[Dataset entries]
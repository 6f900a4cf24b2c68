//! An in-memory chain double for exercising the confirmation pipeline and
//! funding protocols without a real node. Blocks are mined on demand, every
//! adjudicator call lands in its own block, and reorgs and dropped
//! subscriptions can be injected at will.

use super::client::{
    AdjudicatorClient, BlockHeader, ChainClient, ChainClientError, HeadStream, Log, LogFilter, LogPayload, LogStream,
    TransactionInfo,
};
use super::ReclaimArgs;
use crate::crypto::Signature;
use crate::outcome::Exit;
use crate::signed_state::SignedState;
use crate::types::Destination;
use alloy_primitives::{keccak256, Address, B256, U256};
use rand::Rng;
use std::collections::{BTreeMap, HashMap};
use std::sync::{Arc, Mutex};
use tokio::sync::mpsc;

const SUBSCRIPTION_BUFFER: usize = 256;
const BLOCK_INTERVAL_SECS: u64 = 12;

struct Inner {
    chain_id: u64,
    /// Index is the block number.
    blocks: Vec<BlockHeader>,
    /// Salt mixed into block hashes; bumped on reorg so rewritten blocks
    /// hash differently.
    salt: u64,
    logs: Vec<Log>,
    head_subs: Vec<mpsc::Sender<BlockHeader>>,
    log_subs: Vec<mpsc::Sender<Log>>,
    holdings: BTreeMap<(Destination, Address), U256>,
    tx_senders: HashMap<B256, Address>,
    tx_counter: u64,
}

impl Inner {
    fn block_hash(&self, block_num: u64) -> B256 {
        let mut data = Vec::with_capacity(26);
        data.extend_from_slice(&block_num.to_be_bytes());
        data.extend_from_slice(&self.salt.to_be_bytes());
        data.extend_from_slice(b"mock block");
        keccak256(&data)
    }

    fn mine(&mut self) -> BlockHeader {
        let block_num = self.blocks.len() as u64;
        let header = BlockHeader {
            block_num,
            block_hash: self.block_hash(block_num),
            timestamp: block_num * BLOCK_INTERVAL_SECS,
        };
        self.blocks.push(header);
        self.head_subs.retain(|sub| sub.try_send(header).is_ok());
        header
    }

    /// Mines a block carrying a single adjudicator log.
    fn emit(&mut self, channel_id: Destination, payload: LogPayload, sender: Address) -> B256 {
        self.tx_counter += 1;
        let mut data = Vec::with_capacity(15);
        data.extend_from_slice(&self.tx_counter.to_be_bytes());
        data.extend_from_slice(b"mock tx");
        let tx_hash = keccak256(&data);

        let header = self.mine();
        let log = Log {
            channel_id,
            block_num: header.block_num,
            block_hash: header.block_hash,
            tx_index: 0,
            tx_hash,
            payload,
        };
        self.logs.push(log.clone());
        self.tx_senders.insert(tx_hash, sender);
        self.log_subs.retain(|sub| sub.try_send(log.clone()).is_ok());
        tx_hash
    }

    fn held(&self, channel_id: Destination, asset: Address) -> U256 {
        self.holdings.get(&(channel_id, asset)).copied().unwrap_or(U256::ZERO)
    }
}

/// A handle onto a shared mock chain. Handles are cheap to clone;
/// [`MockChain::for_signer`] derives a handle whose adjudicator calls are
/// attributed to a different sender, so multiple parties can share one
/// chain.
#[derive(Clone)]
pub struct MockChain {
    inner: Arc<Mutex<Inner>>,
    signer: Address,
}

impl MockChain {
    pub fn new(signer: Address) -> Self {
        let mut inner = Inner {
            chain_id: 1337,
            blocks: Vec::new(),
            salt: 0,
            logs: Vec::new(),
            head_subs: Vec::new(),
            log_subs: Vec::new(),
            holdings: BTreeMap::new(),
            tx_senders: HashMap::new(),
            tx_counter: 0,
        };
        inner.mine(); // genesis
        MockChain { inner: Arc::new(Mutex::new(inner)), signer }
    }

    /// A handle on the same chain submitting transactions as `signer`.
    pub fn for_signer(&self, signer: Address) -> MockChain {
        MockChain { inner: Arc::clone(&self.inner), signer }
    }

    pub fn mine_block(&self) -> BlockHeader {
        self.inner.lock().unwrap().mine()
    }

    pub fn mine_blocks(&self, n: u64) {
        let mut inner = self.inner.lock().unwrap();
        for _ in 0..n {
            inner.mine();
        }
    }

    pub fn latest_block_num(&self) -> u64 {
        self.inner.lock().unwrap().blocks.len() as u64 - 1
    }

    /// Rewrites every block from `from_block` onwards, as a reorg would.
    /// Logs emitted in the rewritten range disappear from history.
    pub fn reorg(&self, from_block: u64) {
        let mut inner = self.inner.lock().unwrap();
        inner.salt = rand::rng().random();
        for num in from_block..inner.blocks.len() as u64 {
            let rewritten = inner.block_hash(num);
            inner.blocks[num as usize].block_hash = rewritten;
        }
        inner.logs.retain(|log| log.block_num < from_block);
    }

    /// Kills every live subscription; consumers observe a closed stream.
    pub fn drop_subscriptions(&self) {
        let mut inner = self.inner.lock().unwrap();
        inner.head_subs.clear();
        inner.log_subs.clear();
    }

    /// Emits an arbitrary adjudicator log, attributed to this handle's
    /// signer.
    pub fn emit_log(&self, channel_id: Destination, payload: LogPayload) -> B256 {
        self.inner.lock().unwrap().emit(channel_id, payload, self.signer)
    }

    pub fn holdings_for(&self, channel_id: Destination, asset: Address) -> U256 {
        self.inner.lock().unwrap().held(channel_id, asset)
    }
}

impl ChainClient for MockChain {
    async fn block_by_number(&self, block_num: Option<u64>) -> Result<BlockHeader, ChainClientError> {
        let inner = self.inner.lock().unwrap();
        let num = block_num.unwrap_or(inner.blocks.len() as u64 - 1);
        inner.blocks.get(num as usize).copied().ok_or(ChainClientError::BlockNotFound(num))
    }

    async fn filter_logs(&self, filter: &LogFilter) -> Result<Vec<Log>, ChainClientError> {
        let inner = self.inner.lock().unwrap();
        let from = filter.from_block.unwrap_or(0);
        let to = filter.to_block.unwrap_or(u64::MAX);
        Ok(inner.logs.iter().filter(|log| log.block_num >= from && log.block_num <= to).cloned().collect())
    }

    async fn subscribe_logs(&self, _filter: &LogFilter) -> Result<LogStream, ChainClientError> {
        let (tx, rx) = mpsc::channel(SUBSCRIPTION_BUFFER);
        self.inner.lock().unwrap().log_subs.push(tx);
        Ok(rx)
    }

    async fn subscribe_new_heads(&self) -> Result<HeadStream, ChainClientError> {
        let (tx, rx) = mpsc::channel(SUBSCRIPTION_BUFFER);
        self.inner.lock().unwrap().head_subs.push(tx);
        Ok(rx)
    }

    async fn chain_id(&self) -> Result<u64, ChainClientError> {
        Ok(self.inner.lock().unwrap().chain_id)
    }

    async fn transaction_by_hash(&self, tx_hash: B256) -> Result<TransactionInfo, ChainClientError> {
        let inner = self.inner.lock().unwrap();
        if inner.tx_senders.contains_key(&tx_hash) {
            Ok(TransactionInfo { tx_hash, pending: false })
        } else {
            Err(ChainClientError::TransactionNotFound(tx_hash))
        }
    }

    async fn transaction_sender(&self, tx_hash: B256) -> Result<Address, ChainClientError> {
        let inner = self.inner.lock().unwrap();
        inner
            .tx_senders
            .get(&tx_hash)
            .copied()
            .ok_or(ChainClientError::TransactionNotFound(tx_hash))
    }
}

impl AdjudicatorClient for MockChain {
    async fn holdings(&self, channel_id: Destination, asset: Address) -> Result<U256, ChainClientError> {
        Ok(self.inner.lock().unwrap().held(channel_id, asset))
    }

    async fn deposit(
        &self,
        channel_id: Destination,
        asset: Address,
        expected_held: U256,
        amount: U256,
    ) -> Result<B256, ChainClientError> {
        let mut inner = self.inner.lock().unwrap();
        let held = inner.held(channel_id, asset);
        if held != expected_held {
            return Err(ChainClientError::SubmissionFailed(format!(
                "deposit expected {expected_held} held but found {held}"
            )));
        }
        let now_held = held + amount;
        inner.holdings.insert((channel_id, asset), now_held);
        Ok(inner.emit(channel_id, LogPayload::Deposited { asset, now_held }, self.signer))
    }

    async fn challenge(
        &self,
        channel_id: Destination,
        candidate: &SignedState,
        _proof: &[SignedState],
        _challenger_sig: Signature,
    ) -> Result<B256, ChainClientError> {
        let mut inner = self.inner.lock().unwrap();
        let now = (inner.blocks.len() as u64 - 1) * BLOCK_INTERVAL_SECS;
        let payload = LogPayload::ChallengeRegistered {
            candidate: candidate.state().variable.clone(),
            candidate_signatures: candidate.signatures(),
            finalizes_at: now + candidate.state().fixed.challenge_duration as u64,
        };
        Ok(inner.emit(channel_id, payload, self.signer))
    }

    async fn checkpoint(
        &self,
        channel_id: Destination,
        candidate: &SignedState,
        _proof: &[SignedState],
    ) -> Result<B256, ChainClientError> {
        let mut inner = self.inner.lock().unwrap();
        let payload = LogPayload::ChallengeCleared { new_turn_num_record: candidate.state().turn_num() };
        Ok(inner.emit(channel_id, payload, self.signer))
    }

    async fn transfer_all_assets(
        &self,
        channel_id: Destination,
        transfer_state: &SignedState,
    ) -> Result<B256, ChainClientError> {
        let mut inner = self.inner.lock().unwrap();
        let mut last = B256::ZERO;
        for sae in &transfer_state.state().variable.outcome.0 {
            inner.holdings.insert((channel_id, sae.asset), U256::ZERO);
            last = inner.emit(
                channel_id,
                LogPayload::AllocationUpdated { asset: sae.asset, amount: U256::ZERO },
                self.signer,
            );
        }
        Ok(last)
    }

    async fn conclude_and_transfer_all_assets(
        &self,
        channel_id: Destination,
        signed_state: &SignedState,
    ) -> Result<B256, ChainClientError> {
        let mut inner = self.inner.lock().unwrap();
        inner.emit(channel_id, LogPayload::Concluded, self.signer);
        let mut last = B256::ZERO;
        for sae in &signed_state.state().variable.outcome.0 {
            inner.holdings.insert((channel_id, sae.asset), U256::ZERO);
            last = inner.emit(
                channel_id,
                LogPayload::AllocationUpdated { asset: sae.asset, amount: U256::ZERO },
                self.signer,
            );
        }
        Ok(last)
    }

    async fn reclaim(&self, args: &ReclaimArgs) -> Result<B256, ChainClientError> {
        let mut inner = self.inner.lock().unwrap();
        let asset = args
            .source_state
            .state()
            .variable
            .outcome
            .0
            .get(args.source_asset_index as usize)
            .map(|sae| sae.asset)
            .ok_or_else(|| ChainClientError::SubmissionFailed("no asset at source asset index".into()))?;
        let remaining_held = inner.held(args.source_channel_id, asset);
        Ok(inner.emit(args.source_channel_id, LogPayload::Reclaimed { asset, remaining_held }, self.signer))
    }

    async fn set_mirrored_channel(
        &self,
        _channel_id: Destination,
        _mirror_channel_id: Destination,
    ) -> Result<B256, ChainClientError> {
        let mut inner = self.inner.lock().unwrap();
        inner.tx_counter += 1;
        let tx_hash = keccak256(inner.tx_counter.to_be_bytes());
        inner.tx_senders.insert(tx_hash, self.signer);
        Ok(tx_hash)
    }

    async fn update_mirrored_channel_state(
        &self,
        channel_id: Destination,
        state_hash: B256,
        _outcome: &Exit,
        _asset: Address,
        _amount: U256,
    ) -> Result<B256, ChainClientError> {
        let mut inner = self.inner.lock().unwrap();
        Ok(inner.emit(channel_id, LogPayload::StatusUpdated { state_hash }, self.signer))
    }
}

TASK STATEMENT →
Your task is to restate, word for word, the lines from the beginning of the records to the line with "use crate::crypto::Signature;", inclusive.

TASK ANSWER →
repository 6f900a4cf24b2c68
//! An in-memory chain double for exercising the confirmation pipeline and
//! funding protocols without a real node. Blocks are mined on demand, every
//! adjudicator call lands in its own block, and reorgs and dropped
//! subscriptions can be injected at will.

use super::client::{
    AdjudicatorClient, BlockHeader, ChainClient, ChainClientError, HeadStream, Log, LogFilter, LogPayload, LogStream,
    TransactionInfo,
};
use super::ReclaimArgs;
use crate::crypto::Signature;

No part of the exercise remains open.